What to produce: Please reproduce each line of the data below exactly as shown.

Dataset entries:
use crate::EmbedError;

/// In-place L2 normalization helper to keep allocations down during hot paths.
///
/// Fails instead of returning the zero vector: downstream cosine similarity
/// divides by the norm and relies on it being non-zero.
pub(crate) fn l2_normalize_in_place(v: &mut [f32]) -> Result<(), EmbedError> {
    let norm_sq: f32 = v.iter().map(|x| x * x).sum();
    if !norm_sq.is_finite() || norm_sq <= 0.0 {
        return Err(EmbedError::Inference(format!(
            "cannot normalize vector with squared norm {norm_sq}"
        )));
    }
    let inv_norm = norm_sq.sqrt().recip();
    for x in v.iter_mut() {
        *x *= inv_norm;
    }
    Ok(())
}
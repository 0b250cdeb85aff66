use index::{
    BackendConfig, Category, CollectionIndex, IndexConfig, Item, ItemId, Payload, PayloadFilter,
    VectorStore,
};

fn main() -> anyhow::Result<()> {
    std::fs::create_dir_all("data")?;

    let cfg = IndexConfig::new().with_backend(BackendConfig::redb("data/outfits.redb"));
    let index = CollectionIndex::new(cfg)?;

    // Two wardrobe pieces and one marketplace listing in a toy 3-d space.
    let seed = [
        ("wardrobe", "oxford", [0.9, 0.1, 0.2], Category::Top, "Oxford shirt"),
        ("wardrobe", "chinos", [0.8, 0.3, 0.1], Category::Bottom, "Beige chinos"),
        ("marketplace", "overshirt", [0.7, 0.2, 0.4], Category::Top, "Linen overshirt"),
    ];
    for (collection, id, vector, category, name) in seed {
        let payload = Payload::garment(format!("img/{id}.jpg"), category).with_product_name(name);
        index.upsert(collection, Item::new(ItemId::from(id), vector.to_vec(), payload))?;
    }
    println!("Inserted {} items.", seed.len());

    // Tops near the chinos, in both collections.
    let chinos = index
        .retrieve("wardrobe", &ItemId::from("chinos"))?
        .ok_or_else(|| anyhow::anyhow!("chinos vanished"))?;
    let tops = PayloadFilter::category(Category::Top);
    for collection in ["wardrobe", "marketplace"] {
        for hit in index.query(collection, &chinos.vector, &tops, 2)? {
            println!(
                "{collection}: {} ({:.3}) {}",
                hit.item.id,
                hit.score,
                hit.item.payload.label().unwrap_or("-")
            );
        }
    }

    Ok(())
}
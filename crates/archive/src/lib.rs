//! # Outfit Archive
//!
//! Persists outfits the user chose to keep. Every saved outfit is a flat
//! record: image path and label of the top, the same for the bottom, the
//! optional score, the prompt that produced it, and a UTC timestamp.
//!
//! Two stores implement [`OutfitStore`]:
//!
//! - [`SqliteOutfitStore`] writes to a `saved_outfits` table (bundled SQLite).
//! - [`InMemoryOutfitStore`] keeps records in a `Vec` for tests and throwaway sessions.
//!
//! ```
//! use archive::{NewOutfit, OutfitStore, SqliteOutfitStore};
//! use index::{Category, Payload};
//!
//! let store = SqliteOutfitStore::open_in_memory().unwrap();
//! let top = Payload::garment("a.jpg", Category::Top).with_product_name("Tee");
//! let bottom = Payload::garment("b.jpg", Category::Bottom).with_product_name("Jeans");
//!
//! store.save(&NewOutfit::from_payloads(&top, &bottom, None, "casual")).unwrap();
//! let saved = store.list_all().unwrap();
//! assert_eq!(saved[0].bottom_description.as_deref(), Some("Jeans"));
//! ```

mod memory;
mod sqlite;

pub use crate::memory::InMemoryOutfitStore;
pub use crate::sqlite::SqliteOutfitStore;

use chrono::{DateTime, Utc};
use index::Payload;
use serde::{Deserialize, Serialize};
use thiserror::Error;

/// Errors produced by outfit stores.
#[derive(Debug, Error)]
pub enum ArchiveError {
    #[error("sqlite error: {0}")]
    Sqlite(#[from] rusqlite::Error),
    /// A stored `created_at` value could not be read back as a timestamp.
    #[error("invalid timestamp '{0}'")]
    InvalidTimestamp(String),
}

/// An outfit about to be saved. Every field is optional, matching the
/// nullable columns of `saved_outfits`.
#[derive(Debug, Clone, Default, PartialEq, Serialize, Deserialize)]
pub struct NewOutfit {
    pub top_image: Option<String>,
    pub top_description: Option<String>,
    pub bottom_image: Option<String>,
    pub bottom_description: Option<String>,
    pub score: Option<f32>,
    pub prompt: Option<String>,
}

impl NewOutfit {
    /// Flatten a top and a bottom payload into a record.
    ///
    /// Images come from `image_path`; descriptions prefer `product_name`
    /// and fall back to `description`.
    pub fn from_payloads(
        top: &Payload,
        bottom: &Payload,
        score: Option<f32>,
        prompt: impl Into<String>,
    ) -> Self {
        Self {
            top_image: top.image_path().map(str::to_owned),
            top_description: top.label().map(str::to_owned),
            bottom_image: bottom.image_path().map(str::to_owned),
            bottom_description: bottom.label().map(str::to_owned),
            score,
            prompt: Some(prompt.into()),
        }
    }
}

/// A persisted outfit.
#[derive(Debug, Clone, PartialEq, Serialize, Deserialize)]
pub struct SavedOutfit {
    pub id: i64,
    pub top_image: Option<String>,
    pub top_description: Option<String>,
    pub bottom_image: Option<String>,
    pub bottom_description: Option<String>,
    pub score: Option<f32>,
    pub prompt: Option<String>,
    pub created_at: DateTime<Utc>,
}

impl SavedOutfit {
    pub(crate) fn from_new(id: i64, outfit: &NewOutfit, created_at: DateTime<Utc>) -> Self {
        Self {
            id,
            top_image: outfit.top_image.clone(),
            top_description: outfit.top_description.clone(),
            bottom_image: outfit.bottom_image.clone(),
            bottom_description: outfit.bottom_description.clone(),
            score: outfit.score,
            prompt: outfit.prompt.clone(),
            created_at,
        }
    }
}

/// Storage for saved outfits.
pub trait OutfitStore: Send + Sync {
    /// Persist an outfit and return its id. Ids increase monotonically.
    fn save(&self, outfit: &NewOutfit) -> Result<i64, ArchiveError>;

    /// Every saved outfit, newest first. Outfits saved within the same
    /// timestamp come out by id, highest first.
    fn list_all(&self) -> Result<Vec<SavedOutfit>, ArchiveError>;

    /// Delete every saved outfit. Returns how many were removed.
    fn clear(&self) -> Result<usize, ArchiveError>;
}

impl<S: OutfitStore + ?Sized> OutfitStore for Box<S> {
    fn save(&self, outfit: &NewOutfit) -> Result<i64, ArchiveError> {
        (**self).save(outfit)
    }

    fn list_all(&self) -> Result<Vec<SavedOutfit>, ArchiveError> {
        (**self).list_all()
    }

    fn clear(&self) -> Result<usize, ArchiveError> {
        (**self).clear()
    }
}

Result:
use crate::EmbedError;

/// In-place L2 normalization helper to keep allocations down during hot paths.
///
/// Fails instead of returning the zero vector: downstream cosine similarity
/// divides by the norm and relies on it being non-zero.
pub(crate) fn l2_normalize_in_place(v: &mut [f32]) -> Result<(), EmbedError> {
    let norm_sq: f32 = v.iter().map(|x| x * x).sum();
    if !norm_sq.is_finite() || norm_sq <= 0.0 {
        return Err(EmbedError::Inference(format!(
            "cannot normalize vector with squared norm {norm_sq}"
        )));
    }
    let inv_norm = norm_sq.sqrt().recip();
    for x in v.iter_mut() {
        *x *= inv_norm;
    }
    Ok(())
}
repository 0b250cdeb85aff66
use index::{
    BackendConfig, Category, CollectionIndex, IndexConfig, Item, ItemId, Payload, PayloadFilter,
    VectorStore,
};

fn main() -> anyhow::Result<()> {
    std::fs::create_dir_all("data")?;

    let cfg = IndexConfig::new().with_backend(BackendConfig::redb("data/outfits.redb"));
    let index = CollectionIndex::new(cfg)?;

    // Two wardrobe pieces and one marketplace listing in a toy 3-d space.
    let seed = [
        ("wardrobe", "oxford", [0.9, 0.1, 0.2], Category::Top, "Oxford shirt"),
        ("wardrobe", "chinos", [0.8, 0.3, 0.1], Category::Bottom, "Beige chinos"),
        ("marketplace", "overshirt", [0.7, 0.2, 0.4], Category::Top, "Linen overshirt"),
    ];
    for (collection, id, vector, category, name) in seed {
        let payload = Payload::garment(format!("img/{id}.jpg"), category).with_product_name(name);
        index.upsert(collection, Item::new(ItemId::from(id), vector.to_vec(), payload))?;
    }
    println!("Inserted {} items.", seed.len());

    // Tops near the chinos, in both collections.
    let chinos = index
        .retrieve("wardrobe", &ItemId::from("chinos"))?
        .ok_or_else(|| anyhow::anyhow!("chinos vanished"))?;
    let tops = PayloadFilter::category(Category::Top);
    for collection in ["wardrobe", "marketplace"] {
        for hit in index.query(collection, &chinos.vector, &tops, 2)? {
            println!(
                "{collection}: {} ({:.3}) {}",
                hit.item.id,
                hit.score,
                hit.item.payload.label().unwrap_or("-")
            );
        }
    }

    Ok(())
}
filename crates/archive/src/lib.rs
//! # Outfit Archive
//!
//! Persists outfits the user chose to keep. Every saved outfit is a flat
//! record: image path and label of the top, the same for the bottom, the
//! optional score, the prompt that produced it, and a UTC timestamp.
//!
//! Two stores implement [`OutfitStore`]:
//!
//! - [`SqliteOutfitStore`] writes to a `saved_outfits` table (bundled SQLite).
//! - [`InMemoryOutfitStore`] keeps records in a `Vec` for tests and throwaway sessions.
//!
//! ```
//! use archive::{NewOutfit, OutfitStore, SqliteOutfitStore};
//! use index::{Category, Payload};
//!
//! let store = SqliteOutfitStore::open_in_memory().unwrap();
//! let top = Payload::garment("a.jpg", Category::Top).with_product_name("Tee");
//! let bottom = Payload::garment("b.jpg", Category::Bottom).with_product_name("Jeans");
//!
//! store.save(&NewOutfit::from_payloads(&top, &bottom, None, "casual")).unwrap();
//! let saved = store.list_all().unwrap();
//! assert_eq!(saved[0].bottom_description.as_deref(), Some("Jeans"));
//! ```

mod memory;
mod sqlite;

pub use crate::memory::InMemoryOutfitStore;
pub use crate::sqlite::SqliteOutfitStore;

use chrono::{DateTime, Utc};
use index::Payload;
use serde::{Deserialize, Serialize};
use thiserror::Error;

/// Errors produced by outfit stores.
#[derive(Debug, Error)]
pub enum ArchiveError {
    #[error("sqlite error: {0}")]
    Sqlite(#[from] rusqlite::Error),
    /// A stored `created_at` value could not be read back as a timestamp.
    #[error("invalid timestamp '{0}'")]
    InvalidTimestamp(String),
}

/// An outfit about to be saved. Every field is optional, matching the
/// nullable columns of `saved_outfits`.
#[derive(Debug, Clone, Default, PartialEq, Serialize, Deserialize)]
pub struct NewOutfit {
    pub top_image: Option<String>,
    pub top_description: Option<String>,
    pub bottom_image: Option<String>,
    pub bottom_description: Option<String>,
    pub score: Option<f32>,
    pub prompt: Option<String>,
}

impl NewOutfit {
    /// Flatten a top and a bottom payload into a record.
    ///
    /// Images come from `image_path`; descriptions prefer `product_name`
    /// and fall back to `description`.
    pub fn from_payloads(
        top: &Payload,
        bottom: &Payload,
        score: Option<f32>,
        prompt: impl Into<String>,
    ) -> Self {
        Self {
            top_image: top.image_path().map(str::to_owned),
            top_description: top.label().map(str::to_owned),
            bottom_image: bottom.image_path().map(str::to_owned),
            bottom_description: bottom.label().map(str::to_owned),
            score,
            prompt: Some(prompt.into()),
        }
    }
}

/// A persisted outfit.
#[derive(Debug, Clone, PartialEq, Serialize, Deserialize)]
pub struct SavedOutfit {
    pub id: i64,
    pub top_image: Option<String>,
    pub top_description: Option<String>,
    pub bottom_image: Option<String>,
    pub bottom_description: Option<String>,
    pub score: Option<f32>,
    pub prompt: Option<String>,
    pub created_at: DateTime<Utc>,
}

impl SavedOutfit {
    pub(crate) fn from_new(id: i64, outfit: &NewOutfit, created_at: DateTime<Utc>) -> Self {
        Self {
            id,
            top_image: outfit.top_image.clone(),
            top_description: outfit.top_description.clone(),
            bottom_image: outfit.bottom_image.clone(),
            bottom_description: outfit.bottom_description.clone(),
            score: outfit.score,
            prompt: outfit.prompt.clone(),
            created_at,
        }
    }
}

/// Storage for saved outfits.
pub trait OutfitStore: Send + Sync {
    /// Persist an outfit and return its id. Ids increase monotonically.
    fn save(&self, outfit: &NewOutfit) -> Result<i64, ArchiveError>;

    /// Every saved outfit, newest first. Outfits saved within the same
    /// timestamp come out by id, highest first.
    fn list_all(&self) -> Result<Vec<SavedOutfit>, ArchiveError>;

    /// Delete every saved outfit. Returns how many were removed.
    fn clear(&self) -> Result<usize, ArchiveError>;
}

impl<S: OutfitStore + ?Sized> OutfitStore for Box<S> {
    fn save(&self, outfit: &NewOutfit) -> Result<i64, ArchiveError> {
        (**self).save(outfit)
    }

    fn list_all(&self) -> Result<Vec<SavedOutfit>, ArchiveError> {
        (**self).list_all()
    }

    fn clear(&self) -> Result<usize, ArchiveError> {
        (**self).clear()
    }
}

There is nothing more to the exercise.